Work to complete: Tally the lines in the following entries that include the word "Some"; state only the total.

Provided data:
.....

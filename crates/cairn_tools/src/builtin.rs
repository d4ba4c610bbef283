//! Built-in local tools.
//!
//! | Tool | Arguments |
//! |------|-----------|
//! | [`TimeTool`] (`get_time`) | none |
//! | [`ListDirectoryTool`] (`list_directory`) | `path` |
//! | [`ReadFileTool`] (`read_file`) | `path` |
//! | [`ExecuteCommandTool`] (`execute_command`) | `args`, optional `workdir` |
//! | [`CommandTool`] (custom name) | optional `workdir` |
//!
//! Processes started by the command tools are killed if they run longer than
//! [`COMMAND_TIMEOUT`].

use crate::args::ToolArgs;
use crate::error::ToolError;
use crate::tool::{Tool, ToolFuture};
use core::time::Duration;
use std::process::Stdio;
use tokio::process::Command;

/// Upper bound on the run time of a command started by a tool.
pub const COMMAND_TIMEOUT: Duration = Duration::from_secs(20);

/// `strftime` pattern for the ANSI C `asctime` layout, e.g. `Mon Jan  2 15:04:05 2006`.
const ANSIC: &str = "%a %b %e %H:%M:%S %Y";

// ─────────────────────────────────────────────────────────────────────
// Clock
// ─────────────────────────────────────────────────────────────────────

/// Reports the current local time.
#[derive(Debug, Default, Clone, Copy)]
pub struct TimeTool;

impl Tool for TimeTool {
    fn name(&self) -> &str {
        "get_time"
    }

    fn description(&self) -> Vec<String> {
        vec![
            "Gets the current time".to_string(),
            "Takes no arguments".to_string(),
        ]
    }

    fn call(&self, _args: ToolArgs) -> ToolFuture<'_> {
        Box::pin(async { Ok(chrono::Local::now().format(ANSIC).to_string()) })
    }
}

// ─────────────────────────────────────────────────────────────────────
// Filesystem
// ─────────────────────────────────────────────────────────────────────

/// Lists the entries of a directory as a type/name table.
#[derive(Debug, Default, Clone, Copy)]
pub struct ListDirectoryTool;

impl Tool for ListDirectoryTool {
    fn name(&self) -> &str {
        "list_directory"
    }

    fn description(&self) -> Vec<String> {
        vec![
            "Lists the contents of a directory (like ls command)".to_string(),
            "Takes one argument: 'path' (string) - the directory path to list".to_string(),
            "If path is empty or not provided, lists current directory".to_string(),
        ]
    }

    fn call(&self, args: ToolArgs) -> ToolFuture<'_> {
        Box::pin(async move {
            let path = match args.optional_str("path")? {
                None | Some("") => ".".to_string(),
                Some(path) => path.to_string(),
            };
            list_directory(&path).await
        })
    }
}

async fn list_directory(path: &str) -> Result<String, ToolError> {
    let read_error =
        |err: std::io::Error| ToolError::execution_error(format!("failed to read directory {path}: {err}"));

    let mut dir = tokio::fs::read_dir(path).await.map_err(read_error)?;
    let mut entries = Vec::new();
    while let Some(entry) = dir.next_entry().await.map_err(read_error)? {
        let is_dir = entry.file_type().await.map_err(read_error)?.is_dir();
        entries.push((entry.file_name().to_string_lossy().into_owned(), is_dir));
    }
    entries.sort();

    let mut out = format!("Contents of directory: {path}\nType\tName\n----\t----\n");
    for (name, is_dir) in entries {
        let kind = if is_dir { "dir" } else { "file" };
        out.push_str(&format!("{kind}\t{name}\n"));
    }
    Ok(out)
}

/// Returns the full text of a file.
#[derive(Debug, Default, Clone, Copy)]
pub struct ReadFileTool;

impl Tool for ReadFileTool {
    fn name(&self) -> &str {
        "read_file"
    }

    fn description(&self) -> Vec<String> {
        vec![
            "Reads and returns the entire content of a file".to_string(),
            "Takes one argument: 'path' (string) - the file path to read".to_string(),
        ]
    }

    fn call(&self, args: ToolArgs) -> ToolFuture<'_> {
        Box::pin(async move {
            let path = args.required_str("path")?;
            let bytes = tokio::fs::read(path).await.map_err(|err| {
                ToolError::execution_error(format!("failed to read file {path}: {err}"))
            })?;
            Ok(String::from_utf8_lossy(&bytes).into_owned())
        })
    }
}

// ─────────────────────────────────────────────────────────────────────
// Processes
// ─────────────────────────────────────────────────────────────────────

/// Runs an arbitrary command given as an argument list.
#[derive(Debug, Default, Clone, Copy)]
pub struct ExecuteCommandTool;

impl Tool for ExecuteCommandTool {
    fn name(&self) -> &str {
        "execute_command"
    }

    fn description(&self) -> Vec<String> {
        vec![
            "Run a command on the host system.".to_string(),
            "Must specify 'args' as a string list (the first arg is the command).".to_string(),
            "Optionally can also specify 'workdir' as a string, for the dir to run the command in (default is where the user ran you from).".to_string(),
        ]
    }

    fn call(&self, args: ToolArgs) -> ToolFuture<'_> {
        Box::pin(async move {
            let argv = match args.value("args") {
                None => return Err(ToolError::parameter_error("must specify 'args'")),
                Some(serde_json::Value::Array(items)) => items
                    .iter()
                    .map(|item| item.as_str().map(str::to_string))
                    .collect::<Option<Vec<_>>>()
                    .ok_or_else(|| {
                        ToolError::parameter_error("must specify 'args' as a list of strings")
                    })?,
                Some(_) => {
                    return Err(ToolError::parameter_error(
                        "must specify 'args' as a list of strings",
                    ));
                }
            };
            let Some((program, rest)) = argv.split_first() else {
                return Err(ToolError::parameter_error("must specify at least one arg"));
            };
            let workdir = args.optional_str("workdir")?.unwrap_or(".");

            run_command(program, rest, workdir, COMMAND_TIMEOUT).await
        })
    }
}

/// A tool that runs one fixed command, exposed under its own name.
///
/// ```
/// use cairn_tools::Tool;
/// use cairn_tools::builtin::CommandTool;
///
/// let status = CommandTool::new("git_status", ["Shows the working tree status."], "git", ["status"]);
/// assert_eq!(status.name(), "git_status");
/// assert_eq!(status.description().len(), 2);
/// ```
#[derive(Debug, Clone)]
pub struct CommandTool {
    name: String,
    description: Vec<String>,
    program: String,
    args: Vec<String>,
}

impl CommandTool {
    /// Creates a tool that runs `program` with `args`.
    ///
    /// A line documenting the optional `workdir` argument is appended to the description.
    pub fn new(
        name: impl Into<String>,
        description: impl IntoIterator<Item = impl Into<String>>,
        program: impl Into<String>,
        args: impl IntoIterator<Item = impl Into<String>>,
    ) -> Self {
        let mut description: Vec<String> = description.into_iter().map(Into::into).collect();
        description.push(
            "You can also optionally specify a 'workdir' to set the working directory (default .)."
                .to_string(),
        );
        Self {
            name: name.into(),
            description,
            program: program.into(),
            args: args.into_iter().map(Into::into).collect(),
        }
    }
}

impl Tool for CommandTool {
    fn name(&self) -> &str {
        &self.name
    }

    fn description(&self) -> Vec<String> {
        self.description.clone()
    }

    fn call(&self, args: ToolArgs) -> ToolFuture<'_> {
        Box::pin(async move {
            let workdir = args.optional_str("workdir")?.unwrap_or(".");
            run_command(&self.program, &self.args, workdir, COMMAND_TIMEOUT).await
        })
    }
}

/// Runs a process to completion and returns stdout followed by stderr.
///
/// The process is killed once `timeout` elapses.
async fn run_command(
    program: &str,
    args: &[String],
    workdir: &str,
    timeout: Duration,
) -> Result<String, ToolError> {
    tracing::debug!(program, ?args, workdir, "running command");

    let child = Command::new(program)
        .args(args)
        .current_dir(workdir)
        .stdin(Stdio::null())
        .stdout(Stdio::piped())
        .stderr(Stdio::piped())
        .kill_on_drop(true)
        .spawn()
        .map_err(|err| ToolError::execution_error(format!("failed to start {program}: {err}")))?;

    // Dropping the timed-out future drops the child, which kills it.
    let output = tokio::time::timeout(timeout, child.wait_with_output())
        .await
        .map_err(|_| {
            tracing::warn!(program, ?timeout, "command timed out");
            ToolError::execution_error(format!("command timed out after {timeout:?}"))
        })?
        .map_err(|err| ToolError::execution_error(err.to_string()))?;

    let mut combined = String::from_utf8_lossy(&output.stdout).into_owned();
    combined.push_str(&String::from_utf8_lossy(&output.stderr));

    if !output.status.success() {
        return Err(ToolError::execution_error(format!(
            "{}\n{combined}",
            output.status
        )));
    }
    Ok(combined)
}

#[cfg(test)]
mod tests {
    use super::*;
    use serde_json::json;

    fn args(pairs: &[(&str, serde_json::Value)]) -> ToolArgs {
        pairs
            .iter()
            .map(|(name, value)| (*name, value.clone()))
            .collect()
    }

    #[tokio::test]
    async fn time_has_ansic_shape() {
        let now = TimeTool.call(ToolArgs::new()).await.unwrap();
        let parts: Vec<&str> = now.split_whitespace().collect();
        assert_eq!(parts.len(), 5, "unexpected time layout: {now}");
        assert_eq!(parts[3].matches(':').count(), 2);
    }

    #[tokio::test]
    async fn list_directory_renders_sorted_table() {
        let dir = tempfile::tempdir().unwrap();
        std::fs::write(dir.path().join("b.txt"), "b").unwrap();
        std::fs::create_dir(dir.path().join("a_dir")).unwrap();
        let path = dir.path().to_string_lossy().into_owned();

        let out = ListDirectoryTool
            .call(args(&[("path", json!(path.clone()))]))
            .await
            .unwrap();

        assert_eq!(
            out,
            format!("Contents of directory: {path}\nType\tName\n----\t----\ndir\ta_dir\nfile\tb.txt\n")
        );
    }

    #[tokio::test]
    async fn list_directory_defaults_to_current_dir() {
        let out = ListDirectoryTool
            .call(args(&[("path", json!(""))]))
            .await
            .unwrap();
        assert!(out.starts_with("Contents of directory: .\n"));
    }

    #[tokio::test]
    async fn list_directory_missing_path_fails() {
        let err = ListDirectoryTool
            .call(args(&[("path", json!("/definitely/not/here"))]))
            .await
            .unwrap_err();
        assert!(err.to_string().starts_with("failed to read directory /definitely/not/here"));
    }

    #[tokio::test]
    async fn read_file_returns_contents() {
        let dir = tempfile::tempdir().unwrap();
        let file = dir.path().join("notes.md");
        std::fs::write(&file, "# notes\nline").unwrap();

        let out = ReadFileTool
            .call(args(&[("path", json!(file.to_string_lossy()))]))
            .await
            .unwrap();
        assert_eq!(out, "# notes\nline");

        let err = ReadFileTool.call(ToolArgs::new()).await.unwrap_err();
        assert_eq!(err.to_string(), "missing required argument: path");
    }

    #[tokio::test]
    async fn execute_command_validates_args() {
        let err = ExecuteCommandTool.call(ToolArgs::new()).await.unwrap_err();
        assert_eq!(err.to_string(), "must specify 'args'");

        let err = ExecuteCommandTool
            .call(args(&[("args", json!([]))]))
            .await
            .unwrap_err();
        assert_eq!(err.to_string(), "must specify at least one arg");

        let err = ExecuteCommandTool
            .call(args(&[("args", json!("ls"))]))
            .await
            .unwrap_err();
        assert_eq!(err.to_string(), "must specify 'args' as a list of strings");
    }

    #[cfg(unix)]
    #[tokio::test]
    async fn execute_command_runs_in_workdir() {
        let dir = tempfile::tempdir().unwrap();
        std::fs::write(dir.path().join("marker"), "").unwrap();

        let out = ExecuteCommandTool
            .call(args(&[
                ("args", json!(["ls"])),
                ("workdir", json!(dir.path().to_string_lossy())),
            ]))
            .await
            .unwrap();
        assert_eq!(out.trim(), "marker");
    }

    #[cfg(unix)]
    #[tokio::test]
    async fn slow_command_is_killed_at_timeout() {
        let dir = tempfile::tempdir().unwrap();
        let marker = dir.path().join("finished");
        let script = format!("sleep 2; touch {}", marker.display());
        let started = std::time::Instant::now();

        let err = run_command(
            "sh",
            &["-c".to_string(), script],
            ".",
            Duration::from_millis(200),
        )
        .await
        .unwrap_err();

        assert_eq!(err.to_string(), "command timed out after 200ms");
        assert!(started.elapsed() < Duration::from_secs(1), "took {:?}", started.elapsed());

        tokio::time::sleep(Duration::from_millis(2500)).await;
        assert!(!marker.exists(), "command kept running after the timeout");
    }

    #[cfg(unix)]
    #[tokio::test]
    async fn command_tool_reports_failure_status() {
        let tool = CommandTool::new("fail", ["Always fails."], "sh", ["-c", "echo oops >&2; exit 3"]);
        let err = tool.call(ToolArgs::new()).await.unwrap_err();
        let message = err.to_string();
        assert!(message.contains('3'), "{message}");
        assert!(message.contains("oops"), "{message}");
    }
}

.....

The answer: 6